[llvm-dev] High memory use and LVI/Correlated Value Propagation
Hal Finkel via llvm-dev
llvm-dev at lists.llvm.org
Thu Jan 14 10:32:31 PST 2016
----- Original Message -----
> From: "Daniel Berlin via llvm-dev" <llvm-dev at lists.llvm.org>
> To: "Joerg Sonnenberger" <joerg at britannica.bec.de>, "llvm-dev"

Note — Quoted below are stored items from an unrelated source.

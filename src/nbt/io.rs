//! Recursive-descent reader and writer for NBT tag trees.
//!
//! A document is a single named tag: one kind byte, a length-prefixed
//! name, then the payload. All integers and floats are big-endian, and
//! string lengths are unsigned 16-bit.

use std::io::{Read, Write};

use crate::{McError, McResult};
use crate::ioext::{Readable, Writable, ReaderExt, WriterExt};
use crate::nbt::{Map, MAX_DEPTH};
use crate::nbt::tag::{Tag, TagID, ListTag, NamedTag};

/// Reads a length-prefixed UTF-8 string.
pub fn read_string<R: Read>(reader: &mut R) -> McResult<String> {
	let length: u16 = reader.read_value()?;
	let mut buffer = vec![0u8; length as usize];
	reader.read_exact(&mut buffer).map_err(McError::eof)?;
	Ok(String::from_utf8(buffer)?)
}

/// Writes a length-prefixed UTF-8 string. Strings longer than 65,535
/// bytes do not fit in the 16-bit length prefix.
pub fn write_string<W: Write>(writer: &mut W, value: &str) -> McResult<usize> {
	if value.len() > u16::MAX as usize {
		return Err(McError::OutOfRange);
	}
	writer.write_value(value.len() as u16)?;
	writer.write_all(value.as_bytes())?;
	Ok(2 + value.len())
}

/// Array and list lengths are written as signed 32-bit values; anything
/// negative is malformed.
fn read_length<R: Read>(reader: &mut R) -> McResult<usize> {
	let length: i32 = reader.read_value()?;
	if length < 0 {
		return Err(McError::OutOfRange);
	}
	Ok(length as usize)
}

fn write_length<W: Write>(writer: &mut W, length: usize) -> McResult<usize> {
	if length > i32::MAX as usize {
		return Err(McError::OutOfRange);
	}
	writer.write_value(length as i32)
}

fn read_byte_array<R: Read>(reader: &mut R) -> McResult<Vec<i8>> {
	let length = read_length(reader)?;
	let mut buffer = vec![0u8; length];
	reader.read_exact(&mut buffer).map_err(McError::eof)?;
	Ok(buffer.into_iter().map(|byte| byte as i8).collect())
}

fn write_byte_array<W: Write>(writer: &mut W, values: &[i8]) -> McResult<usize> {
	write_length(writer, values.len())?;
	let bytes = values.iter().map(|byte| *byte as u8).collect::<Vec<u8>>();
	writer.write_all(&bytes)?;
	Ok(4 + values.len())
}

fn read_int_array<R: Read>(reader: &mut R) -> McResult<Vec<i32>> {
	let length = read_length(reader)?;
	(0..length).map(|_| reader.read_value()).collect()
}

fn write_int_array<W: Write>(writer: &mut W, values: &[i32]) -> McResult<usize> {
	let mut size = write_length(writer, values.len())?;
	for value in values {
		size += writer.write_value(*value)?;
	}
	Ok(size)
}

/// Reads the body of a Compound: named entries up to the End marker.
/// Entry order is preserved.
fn read_compound<R: Read>(reader: &mut R, depth: usize) -> McResult<Map> {
	let mut map = Map::new();
	loop {
		let id_byte: u8 = reader.read_value()?;
		if id_byte == 0 {
			break;
		}
		let id = TagID::from_id(id_byte).ok_or(McError::UnsupportedTagId(id_byte))?;
		let name = read_string(reader)?;
		let tag = Tag::read_payload(reader, id, depth)?;
		map.insert(name, tag);
	}
	Ok(map)
}

fn write_compound<W: Write>(writer: &mut W, map: &Map, depth: usize) -> McResult<usize> {
	let mut size = 0;
	for (name, tag) in map {
		size += writer.write_value(tag.id().id())?;
		size += write_string(writer, name)?;
		size += tag.write_payload(writer, depth)?;
	}
	size += writer.write_value(0u8)?;
	Ok(size)
}

impl Tag {
	/// Reads the payload for a known tag kind. `depth` is the current
	/// container nesting level.
	pub fn read_payload<R: Read>(reader: &mut R, id: TagID, depth: usize) -> McResult<Tag> {
		if depth >= MAX_DEPTH {
			return Err(McError::TagTooDeep);
		}
		Ok(match id {
			TagID::Byte => Tag::Byte(reader.read_value()?),
			TagID::Short => Tag::Short(reader.read_value()?),
			TagID::Int => Tag::Int(reader.read_value()?),
			TagID::Long => Tag::Long(reader.read_value()?),
			TagID::Float => Tag::Float(reader.read_value()?),
			TagID::Double => Tag::Double(reader.read_value()?),
			TagID::ByteArray => Tag::ByteArray(read_byte_array(reader)?),
			TagID::String => Tag::String(read_string(reader)?),
			TagID::List => Tag::List(ListTag::read_payload(reader, depth + 1)?),
			TagID::Compound => Tag::Compound(read_compound(reader, depth + 1)?),
			TagID::IntArray => Tag::IntArray(read_int_array(reader)?),
		})
	}

	/// Writes the payload (the kind byte and any name belong to the
	/// enclosing container or the document root).
	pub fn write_payload<W: Write>(&self, writer: &mut W, depth: usize) -> McResult<usize> {
		if depth >= MAX_DEPTH {
			return Err(McError::TagTooDeep);
		}
		match self {
			Tag::Byte(value) => writer.write_value(*value),
			Tag::Short(value) => writer.write_value(*value),
			Tag::Int(value) => writer.write_value(*value),
			Tag::Long(value) => writer.write_value(*value),
			Tag::Float(value) => writer.write_value(*value),
			Tag::Double(value) => writer.write_value(*value),
			Tag::ByteArray(values) => write_byte_array(writer, values),
			Tag::String(value) => write_string(writer, value),
			Tag::List(list) => list.write_payload(writer, depth + 1),
			Tag::Compound(map) => write_compound(writer, map, depth + 1),
			Tag::IntArray(values) => write_int_array(writer, values),
		}
	}
}

impl ListTag {
	/// Reads a List payload: one element-kind byte, a length, then that
	/// many unnamed payloads. A zero length is tolerated with any
	/// element-kind byte (End included) and yields the empty list.
	pub fn read_payload<R: Read>(reader: &mut R, depth: usize) -> McResult<ListTag> {
		if depth >= MAX_DEPTH {
			return Err(McError::TagTooDeep);
		}
		let id_byte: u8 = reader.read_value()?;
		let length: i32 = reader.read_value()?;
		if length < 0 {
			return Err(McError::OutOfRange);
		}
		if length == 0 {
			return Ok(ListTag::Empty);
		}
		let length = length as usize;
		let id = match TagID::from_id(id_byte) {
			Some(id) => id,
			None if id_byte == 0 => return Err(McError::EndTagMarker),
			None => return Err(McError::UnsupportedTagId(id_byte)),
		};
		Ok(match id {
			TagID::Byte => ListTag::Byte((0..length).map(|_| reader.read_value()).collect::<McResult<_>>()?),
			TagID::Short => ListTag::Short((0..length).map(|_| reader.read_value()).collect::<McResult<_>>()?),
			TagID::Int => ListTag::Int((0..length).map(|_| reader.read_value()).collect::<McResult<_>>()?),
			TagID::Long => ListTag::Long((0..length).map(|_| reader.read_value()).collect::<McResult<_>>()?),
			TagID::Float => ListTag::Float((0..length).map(|_| reader.read_value()).collect::<McResult<_>>()?),
			TagID::Double => ListTag::Double((0..length).map(|_| reader.read_value()).collect::<McResult<_>>()?),
			TagID::ByteArray => ListTag::ByteArray((0..length).map(|_| read_byte_array(reader)).collect::<McResult<_>>()?),
			TagID::String => ListTag::String((0..length).map(|_| read_string(reader)).collect::<McResult<_>>()?),
			TagID::List => ListTag::List((0..length).map(|_| ListTag::read_payload(reader, depth + 1)).collect::<McResult<_>>()?),
			TagID::Compound => ListTag::Compound((0..length).map(|_| read_compound(reader, depth + 1)).collect::<McResult<_>>()?),
			TagID::IntArray => ListTag::IntArray((0..length).map(|_| read_int_array(reader)).collect::<McResult<_>>()?),
		})
	}

	/// Writes the List payload. The empty list is always written with
	/// an End element-kind byte.
	pub fn write_payload<W: Write>(&self, writer: &mut W, depth: usize) -> McResult<usize> {
		if depth >= MAX_DEPTH {
			return Err(McError::TagTooDeep);
		}
		let mut size = match self.id() {
			Some(id) => writer.write_value(id.id())?,
			None => writer.write_value(0u8)?,
		};
		size += write_length(writer, self.len())?;
		match self {
			ListTag::Empty => (),
			ListTag::Byte(items) => for item in items {
				size += writer.write_value(*item)?;
			},
			ListTag::Short(items) => for item in items {
				size += writer.write_value(*item)?;
			},
			ListTag::Int(items) => for item in items {
				size += writer.write_value(*item)?;
			},
			ListTag::Long(items) => for item in items {
				size += writer.write_value(*item)?;
			},
			ListTag::Float(items) => for item in items {
				size += writer.write_value(*item)?;
			},
			ListTag::Double(items) => for item in items {
				size += writer.write_value(*item)?;
			},
			ListTag::ByteArray(items) => for item in items {
				size += write_byte_array(writer, item)?;
			},
			ListTag::String(items) => for item in items {
				size += write_string(writer, item)?;
			},
			ListTag::List(items) => for item in items {
				size += item.write_payload(writer, depth + 1)?;
			},
			ListTag::Compound(items) => for item in items {
				size += write_compound(writer, item, depth + 1)?;
			},
			ListTag::IntArray(items) => for item in items {
				size += write_int_array(writer, item)?;
			},
		}
		Ok(size)
	}
}

/// Reads a whole document: one named tag. A document that opens with
/// the End marker has no root and is malformed.
pub fn read_named_tag<R: Read>(reader: &mut R) -> McResult<NamedTag> {
	let id_byte: u8 = reader.read_value()?;
	if id_byte == 0 {
		return Err(McError::EndTagMarker);
	}
	let id = TagID::from_id(id_byte).ok_or(McError::UnsupportedTagId(id_byte))?;
	let name = read_string(reader)?;
	let tag = Tag::read_payload(reader, id, 0)?;
	Ok(NamedTag { name, tag })
}

/// Writes a whole document: one named tag, no trailing padding.
pub fn write_named_tag<W: Write>(writer: &mut W, named: &NamedTag) -> McResult<usize> {
	let mut size = writer.write_value(named.tag.id().id())?;
	size += write_string(writer, &named.name)?;
	size += named.tag.write_payload(writer, 0)?;
	Ok(size)
}

impl Readable for NamedTag {
	fn read_from<R: Read>(reader: &mut R) -> McResult<Self> {
		read_named_tag(reader)
	}
}

impl Writable for NamedTag {
	fn write_to<W: Write>(&self, writer: &mut W) -> McResult<usize> {
		write_named_tag(writer, self)
	}
}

> <llvm-dev at lists.llvm.org>
> Sent: Thursday, January 14, 2016 10:38:10 AM
> Subject: Re: [llvm-dev] High memory use and LVI/Correlated Value
> Propagation
> On Thu, Jan 14, 2016 at 5:57 AM, Joerg Sonnenberger via llvm-dev <
> llvm-dev at lists.llvm.org > wrote:
> > On Wed, Jan 13, 2016 at 04:28:03PM -0800, Daniel Berlin wrote:
>
> > > On Wed, Jan 13, 2016 at 4:23 PM, Joerg Sonnenberger via llvm-dev
> > > <
>
> > > llvm-dev at lists.llvm.org > wrote:
>
> > >
>
> > > > On Wed, Jan 13, 2016 at 03:38:24PM -0800, Philip Reames wrote:
>
> > > > > I don't think that arbitrary limiting the complexity of the
> > > > > search is the
>
> > > > > right approach. There are numerous ways the LVI
> > > > > infrastructure
> > > > > could be
>
> > > > > made more memory efficient. Fixing the existing code to be
> > > > > memory
>
> > > > efficient
>
> > > > > is the right approach. Only once there's no more low hanging
> > > > > fruit
>
> > > > should
>
> > > > > we even consider clamping the search.
>
> > > >
>
> > > > Memory efficiency is only half of the problem. I.e. groonga's
> > > > expr.c
>
> > > > needs 4m to build on my laptop, a 2.7GHz i7. That doesn't sound
>
> > > > reasonable for a -O2. Unlike the GVN issue, the cases I have
> > > > run
> > > > into do
>
> > > > finish after a(n unreasonable) while, so at least it is not
> > > > trivially
>
> > > > superlinear.
>
> > > >
>
> > >
>
> > >
>
> > > Okay, so rather than artificially limit stuff, we should see if
> > > we
> > > can fix
>
> > > the efficiency of the algorithms.
>
> > >
>
> > > CVP is an O(N*lattice height) pass problem. It sounds like it is
> > > being more
>
> > > than that for you.
>
> > I assume you mean something like #BB * #variables?
>
> No.
> ;)
> I mean the theoretical complexity of performing the optimization CVP
> performs (regardless of how it is currently implemented).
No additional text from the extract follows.